The Chinese Stock Market
Ten days ago we had a request from a reader to write about China. Last week we felt that the situation had stabilised and chose to write about gold instead. So...
Why is China back in the headlines?
On Monday the Chinese stock market, as measured by the Shanghai Composite Index, fell 8.5%. This is the second biggest one-day fall in its history. This is significant because for the past month Beijing has been on a campaign to support prices. This has included the use of some pretty aggressive measures such as banning IPOs (forcing investors to buy the shares of existing companies and hence supporting their prices), banning large shareholders from selling shares and using government money to buy shares.
Selling was steady throughout the day on Monday, after a data release showed that China’s industrial profits declined 0.3% year on year in June. Chaos then ensued in the last hour of trading after the IMF suggested that Beijing stop interfering in the markets and investors panicked that support measures would be withdrawn. China’s “national team” of state-directed investors have however continued to pile into equities and the market has recovered somewhat, albeit with on-going volatility.

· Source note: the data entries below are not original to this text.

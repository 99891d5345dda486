mod builder;
mod conventions;
mod model;
mod survey;

use super::ModuleExecutor;
use super::helpers::{ensure_output_dir, read_json_input, validate_request_stage, write_json_output};
use crate::domain::{PipelineStage, StageArtifact, StageRequest, StageResult};
use crate::modules::lattice::LatticeDocument;
use tracing::info;

pub use builder::{build_line, convert_element, convert_elements, expand_sequence};
pub use conventions::{
    BuildConventions, BuildConventionsError, OccurrenceSuffix, QuadStrength, SkewQuadrupole,
    load_build_conventions,
};
pub use model::{ConvertedElement, EdgeSide, Line, LineElement, ParticleRef};
pub use survey::{SURVEY_END_POINT, SurveyRow, survey_line, survey_table};

pub(crate) const LINE_INPUT_SUFFIXES: [&str; 1] = [".json"];

/// Artifact names for a build, in the order they are written.
pub fn line_artifact_names(request: &StageRequest) -> [String; 3] {
    let stem = request.input_stem(&LINE_INPUT_SUFFIXES);
    [
        format!("{}.line.json", stem),
        format!("{}.table.json", stem),
        format!("{}.survey.json", stem),
    ]
}

#[derive(Debug, Clone, Copy, Default, PartialEq)]
pub struct LineModule {
    conventions: BuildConventions,
}

impl LineModule {
    pub fn new(conventions: BuildConventions) -> Self {
        Self { conventions }
    }

    pub fn conventions(&self) -> &BuildConventions {
        &self.conventions
    }

    pub fn build(&self, request: &StageRequest) -> StageResult<Line> {
        validate_request_stage(request, PipelineStage::BuildLine)?;
        let document: LatticeDocument =
            read_json_input(&request.input_path, PipelineStage::BuildLine)?;
        build_line(&document, &self.conventions)
    }
}

impl ModuleExecutor for LineModule {
    fn execute(&self, request: &StageRequest) -> StageResult<Vec<StageArtifact>> {
        let line = self.build(request)?;
        let table = line.table()?;
        let survey = survey_table(&survey_line(&line))?;

        ensure_output_dir(request)?;
        let [line_name, table_name, survey_name] = line_artifact_names(request);
        let artifacts = vec![
            write_json_output(request, &line_name, &line)?,
            write_json_output(request, &table_name, &table)?,
            write_json_output(request, &survey_name, &survey)?,
        ];
        info!(
            output = %request.output_dir.display(),
            artifacts = artifacts.len(),
            "wrote line artifacts"
        );
        Ok(artifacts)
    }
}
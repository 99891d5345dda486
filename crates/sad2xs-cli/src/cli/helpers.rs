use super::CliError;
use anyhow::Context;
use sad2xs_core::domain::{SadError, StageArtifact};
use sad2xs_core::modules::line::{BuildConventions, load_build_conventions};
use sad2xs_core::numerics::{TolerancePolicy, load_tolerance_policy};
use std::io::Write;
use std::path::Path;
use tracing::debug;
use tracing_subscriber::EnvFilter;

const LOG_ENV_VAR: &str = "SAD2XS_LOG";
const DEFAULT_LOG_DIRECTIVE: &str = "warn";

/// Logs go to stderr so stdout stays reserved for command output.
pub(super) fn init_tracing(verbose: bool) {
    let filter = if verbose {
        EnvFilter::new("debug")
    } else {
        EnvFilter::try_from_env(LOG_ENV_VAR)
            .or_else(|_| EnvFilter::try_from_default_env())
            .unwrap_or_else(|_| EnvFilter::new(DEFAULT_LOG_DIRECTIVE))
    };
    if let Err(error) = tracing_subscriber::fmt()
        .with_env_filter(filter)
        .with_writer(std::io::stderr)
        .try_init()
    {
        debug!(%error, "tracing subscriber already installed, keeping it");
    }
}

pub(super) fn load_conventions(
    conventions_path: Option<&Path>,
    p0c: Option<f64>,
) -> Result<BuildConventions, CliError> {
    let mut conventions = match conventions_path {
        Some(path) => load_build_conventions(path)
            .map_err(|error| CliError::Compute(SadError::from(error)))?,
        None => BuildConventions::default(),
    };
    if let Some(p0c) = p0c {
        conventions.p0c = p0c;
        conventions
            .validate()
            .map_err(|error| CliError::Compute(SadError::from(error)))?;
    }
    debug!(?conventions, "build conventions");
    Ok(conventions)
}

pub(super) fn load_policy(policy_path: &Path) -> Result<TolerancePolicy, CliError> {
    load_tolerance_policy(policy_path).map_err(|error| CliError::Compute(SadError::from(error)))
}

pub(super) fn print_artifacts(output_dir: &Path, artifacts: &[StageArtifact]) -> Result<(), CliError> {
    let stdout = std::io::stdout();
    let mut handle = stdout.lock();
    for artifact in artifacts {
        writeln!(
            handle,
            "Wrote {}",
            output_dir.join(&artifact.relative_path).display()
        )
        .context("failed to write artifact listing to stdout")?;
    }
    Ok(())
}
use crate::domain::{SadError, SadResult};
use serde::de::{MapAccess, Visitor};
use serde::ser::SerializeMap;
use serde::{Deserialize, Deserializer, Serialize, Serializer};
use std::fmt::Formatter;

/// Cells of one column. A column is numeric only when every cell parses as a
/// finite number.
#[derive(Debug, Clone, PartialEq, Serialize, Deserialize)]
#[serde(untagged)]
pub enum ColumnValues {
    Numeric(Vec<f64>),
    Text(Vec<String>),
}

impl ColumnValues {
    pub fn len(&self) -> usize {
        match self {
            Self::Numeric(values) => values.len(),
            Self::Text(values) => values.len(),
        }
    }

    pub fn is_empty(&self) -> bool {
        self.len() == 0
    }

    pub fn as_numeric(&self) -> Option<&[f64]> {
        match self {
            Self::Numeric(values) => Some(values),
            Self::Text(_) => None,
        }
    }

    /// Cells rendered as strings; numeric cells use their shortest repr.
    pub fn to_text(&self) -> Vec<String> {
        match self {
            Self::Numeric(values) => values.iter().map(f64::to_string).collect(),
            Self::Text(values) => values.clone(),
        }
    }
}

#[derive(Debug, Clone, PartialEq)]
pub struct TwissColumn {
    pub name: String,
    pub values: ColumnValues,
}

/// Columns in header order. Serializes as a JSON object whose keys keep that
/// order.
#[derive(Debug, Clone, PartialEq, Default)]
pub struct TwissTable {
    columns: Vec<TwissColumn>,
}

impl TwissTable {
    pub fn new() -> Self {
        Self::default()
    }

    /// Appends a column. Names must be unique and every column must have the
    /// same number of rows.
    pub fn push_column(&mut self, name: impl Into<String>, values: ColumnValues) -> SadResult<()> {
        let name = name.into();
        if self.column(&name).is_some() {
            return Err(SadError::input_validation(
                "INPUT.TWISS_COLUMN_DUPLICATE",
                format!("column '{}' appears more than once", name),
            ));
        }
        let expected_rows = self.columns.first().map(|column| column.values.len());
        if let Some(expected_rows) = expected_rows.filter(|rows| *rows != values.len()) {
            return Err(SadError::input_validation(
                "INPUT.TWISS_COLUMN_LENGTH",
                format!(
                    "column '{}' has {} rows, expected {}",
                    name,
                    values.len(),
                    expected_rows
                ),
            ));
        }
        self.columns.push(TwissColumn { name, values });
        Ok(())
    }

    pub fn columns(&self) -> &[TwissColumn] {
        &self.columns
    }

    pub fn column_names(&self) -> impl Iterator<Item = &str> {
        self.columns.iter().map(|column| column.name.as_str())
    }

    pub fn column(&self, name: &str) -> Option<&ColumnValues> {
        self.columns
            .iter()
            .find(|column| column.name == name)
            .map(|column| &column.values)
    }

    pub fn row_count(&self) -> usize {
        self.columns
            .first()
            .map(|column| column.values.len())
            .unwrap_or(0)
    }

    pub fn numeric_column(&self, name: &str) -> SadResult<&[f64]> {
        let values = self.required_column(name)?;
        values.as_numeric().ok_or_else(|| {
            SadError::input_validation(
                "INPUT.TWISS_COLUMN_TYPE",
                format!("column '{}' must be numeric", name),
            )
        })
    }

    pub fn text_column(&self, name: &str) -> SadResult<Vec<String>> {
        Ok(self.required_column(name)?.to_text())
    }

    fn required_column(&self, name: &str) -> SadResult<&ColumnValues> {
        self.column(name).ok_or_else(|| {
            SadError::input_validation(
                "INPUT.TWISS_COLUMN_MISSING",
                format!("missing column '{}'", name),
            )
        })
    }
}

impl Serialize for TwissTable {
    fn serialize<S: Serializer>(&self, serializer: S) -> Result<S::Ok, S::Error> {
        let mut map = serializer.serialize_map(Some(self.columns.len()))?;
        for column in &self.columns {
            map.serialize_entry(&column.name, &column.values)?;
        }
        map.end()
    }
}

struct TwissTableVisitor;

impl<'de> Visitor<'de> for TwissTableVisitor {
    type Value = TwissTable;

    fn expecting(&self, formatter: &mut Formatter<'_>) -> std::fmt::Result {
        formatter.write_str("an object mapping column names to arrays")
    }

    fn visit_map<A: MapAccess<'de>>(self, mut access: A) -> Result<Self::Value, A::Error> {
        let mut table = TwissTable::new();
        while let Some((name, values)) = access.next_entry::<String, ColumnValues>()? {
            table
                .push_column(name, values)
                .map_err(|error| serde::de::Error::custom(error.message()))?;
        }
        Ok(table)
    }
}

impl<'de> Deserialize<'de> for TwissTable {
    fn deserialize<D: Deserializer<'de>>(deserializer: D) -> Result<Self, D::Error> {
        deserializer.deserialize_map(TwissTableVisitor)
    }
}
mod model;
mod report;

use super::ModuleExecutor;
use super::helpers::{ensure_output_dir, read_json_input, validate_request_stage, write_json_output};
use crate::domain::{PipelineStage, SadError, StageArtifact, StageRequest, StageResult};
use crate::modules::twiss::TwissTable;
use crate::numerics::{
    CompiledTolerancePolicy, TolerancePolicy, compare_with_policy_tolerance, interpolate_onto,
    is_non_decreasing, max_abs, root_mean_square,
};
use std::path::{Path, PathBuf};
use tracing::{info, warn};

pub use model::{ComputedOptics, REFERENCE_COLUMN_MAP, ReferenceOptics, TwissInit};
pub use report::{BetaBeating, ColumnCheck, CommonElement, ComparisonReport, render_human_summary};

pub(crate) const COMPARE_INPUT_SUFFIXES: [&str; 2] = [".twiss.json", ".json"];

/// `ring.twiss.json` → `ring.compare.json`.
pub fn compare_artifact_name(request: &StageRequest) -> String {
    format!("{}.compare.json", request.input_stem(&COMPARE_INPUT_SUFFIXES))
}

/// Line-side inputs of a comparison; the reference Twiss JSON is the request
/// input.
#[derive(Debug, Clone, PartialEq, Default)]
pub struct CompareModule {
    pub line_table_path: PathBuf,
    pub optics_path: Option<PathBuf>,
    pub policy: TolerancePolicy,
}

impl CompareModule {
    pub fn new(line_table_path: impl Into<PathBuf>) -> Self {
        Self {
            line_table_path: line_table_path.into(),
            ..Self::default()
        }
    }

    pub fn with_optics(mut self, optics_path: impl Into<PathBuf>) -> Self {
        self.optics_path = Some(optics_path.into());
        self
    }

    pub fn with_policy(mut self, policy: TolerancePolicy) -> Self {
        self.policy = policy;
        self
    }

    /// Runs the comparison and writes the report. A failing comparison is
    /// still a successful run; callers read `passed` from the report.
    pub fn run(&self, request: &StageRequest) -> StageResult<(ComparisonReport, StageArtifact)> {
        validate_request_stage(request, PipelineStage::Compare)?;
        let policy = CompiledTolerancePolicy::compile(&self.policy)?;

        let reference_table: TwissTable =
            read_json_input(&request.input_path, PipelineStage::Compare)?;
        let reference = ReferenceOptics::from_twiss(&reference_table)?;
        let line_table: TwissTable = read_json_input(&self.line_table_path, PipelineStage::Compare)?;
        let optics = match &self.optics_path {
            Some(path) => {
                let table: TwissTable = read_json_input(path, PipelineStage::Compare)?;
                Some(ComputedOptics::from_table(&table)?)
            }
            None => None,
        };

        let mut report = compare_optics(&line_table, &reference, optics.as_ref(), &policy)?;
        report.line_table_path = normalize_path(&self.line_table_path);
        report.reference_path = normalize_path(&request.input_path);
        report.optics_path = self.optics_path.as_deref().map(normalize_path);

        ensure_output_dir(request)?;
        let artifact = write_json_output(request, &compare_artifact_name(request), &report)?;
        info!(
            passed = report.passed,
            common = report.common_element_count,
            "compared line against reference twiss"
        );
        Ok((report, artifact))
    }
}

impl ModuleExecutor for CompareModule {
    fn execute(&self, request: &StageRequest) -> StageResult<Vec<StageArtifact>> {
        let (_, artifact) = self.run(request)?;
        Ok(vec![artifact])
    }
}

/// Aligns the line table with the reference by element name and checks `s`;
/// with computed optics also derives the beta-beating series.
pub fn compare_optics(
    line_table: &TwissTable,
    reference: &ReferenceOptics,
    optics: Option<&ComputedOptics>,
    policy: &CompiledTolerancePolicy,
) -> StageResult<ComparisonReport> {
    let line_names = line_table.text_column("name")?;
    let line_s = line_table.numeric_column("s")?;

    let (s_tolerance, s_category) = policy.resolve("s");
    let mut s_check = ColumnCheck::new("s", s_tolerance, s_category);
    let reference_rows = reference.first_rows();
    let mut common_elements = Vec::new();
    for (name, s) in line_names.iter().zip(line_s) {
        let Some(&row) = reference_rows.get(name.as_str()) else {
            continue;
        };
        let s_reference = reference.s[row];
        let comparison = compare_with_policy_tolerance(s_reference, *s, s_tolerance);
        s_check.record(comparison.abs_diff, comparison.passes);
        common_elements.push(CommonElement {
            name: name.clone(),
            s: *s,
            s_reference,
            abs_diff: comparison.abs_diff,
            passed: comparison.passes,
        });
    }

    let beta_beating = optics
        .map(|optics| beta_beating(reference, optics, policy))
        .transpose()?;

    let mut reason = None;
    if common_elements.is_empty() {
        warn!("no element names are shared between line and reference");
        reason = Some("line and reference share no element names".to_string());
    } else if !s_check.passed {
        reason = Some(format!(
            "{} of {} common elements outside s tolerance",
            s_check.failed, s_check.compared
        ));
    } else if let Some(beating) = beta_beating
        .as_ref()
        .filter(|beating| !(beating.betx_check.passed && beating.bety_check.passed))
    {
        reason = Some(format!(
            "beta beating outside tolerance at {} (x) and {} (y) points",
            beating.betx_check.failed, beating.bety_check.failed
        ));
    }

    Ok(ComparisonReport {
        passed: reason.is_none(),
        reason,
        line_table_path: String::new(),
        reference_path: String::new(),
        optics_path: None,
        line_element_count: line_names.len(),
        reference_row_count: reference.len(),
        common_element_count: common_elements.len(),
        twiss_init: reference.twiss_init(),
        s_check,
        common_elements,
        beta_beating,
    })
}

fn beta_beating(
    reference: &ReferenceOptics,
    optics: &ComputedOptics,
    policy: &CompiledTolerancePolicy,
) -> StageResult<BetaBeating> {
    if !is_non_decreasing(&reference.s) {
        return Err(SadError::input_validation(
            "INPUT.COMPARE_REFERENCE_ORDER",
            "reference s(m) column must be non-decreasing for interpolation",
        ));
    }
    let interpolate = |values: &[f64]| {
        interpolate_onto(&optics.s, &reference.s, values).ok_or_else(|| {
            SadError::internal(
                "SYS.COMPARE_INTERPOLATION",
                "reference optics could not be interpolated onto computed s",
            )
        })
    };
    let betx_reference = interpolate(&reference.betx[..])?;
    let bety_reference = interpolate(&reference.bety[..])?;

    let (betx_beating, betx_check) = beating_series("betx", &optics.betx, &betx_reference, policy);
    let (bety_beating, bety_check) = beating_series("bety", &optics.bety, &bety_reference, policy);

    Ok(BetaBeating {
        s: optics.s.clone(),
        max_abs_betx_beating: max_abs(&betx_beating),
        max_abs_bety_beating: max_abs(&bety_beating),
        rms_betx_beating: root_mean_square(&betx_beating),
        rms_bety_beating: root_mean_square(&bety_beating),
        betx_reference,
        bety_reference,
        betx_beating,
        bety_beating,
        betx_check,
        bety_check,
    })
}

fn beating_series(
    column: &str,
    computed: &[f64],
    reference: &[f64],
    policy: &CompiledTolerancePolicy,
) -> (Vec<f64>, ColumnCheck) {
    let (tolerance, category) = policy.resolve(column);
    let mut check = ColumnCheck::new(column, tolerance, category);
    let series: Vec<f64> = computed
        .iter()
        .zip(reference)
        .map(|(beta, beta_reference)| {
            let comparison = compare_with_policy_tolerance(*beta_reference, *beta, tolerance);
            check.record(comparison.abs_diff, comparison.passes);
            beta / beta_reference - 1.0
        })
        .collect();
    (series, check)
}

fn normalize_path(path: &Path) -> String {
    path.to_string_lossy().replace('\\', "/")
}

Back up a bit...why was the government propping up the stock market?
The Chinese stock market has had a very volatile year. It was up around 60% at its 12 June peak, only to collapse by nearly 30% in a month. Commentators like to point out that around 80% of the stock market is owned by retail investors and that trading on margin accounts for 18% of the tradable value of the market - vs. less than 6% in New York and 1% in Tokyo (trading on margin involves using borrowed money to amplify gains...and losses). The situation is more complex than that. Nevertheless, China is moving from an economy that is driven by heavy infrastructure investment to one where the domestic consumer and services play a larger role. Having a stable stock market where individuals can invest and gain confidence from the rising value of their shares is an important part of that. Sceptics will also say that a booming market draws attention away from slowing growth and a stalled reform program.
Should I panic?
No, as one of our contacts pointed out, “the stock market is not the economy”. In fact, the stock market currently isn’t even that important to the economy. Less than 7% of urban Chinese have any money in the market (vs. 50% in the US) while equity raising counts for less than 5% of total corporate fund raising. Investments in property and funding from bank loans are much more important. Not surprisingly then, recent macroeconomic policy has focused on stabilising a weak property market and supporting investment growth through cautious monetary easing. The economy itself is ok. Growth in the second quarter was bang on target at 7%. This is a big number, even if it was massaged a bit. China is Africa’s largest trading partner and in 2011 it imported nearly US100bn of crude oil, raw materials and resources from Africa. Trade between Africa and China is nearly double that of trade between Africa and the US. Nearly half of China’s cumulative foreign aid has been given to Africa. China is therefore crucial to Africa, if the economy crashes, then it will be time to be concerned.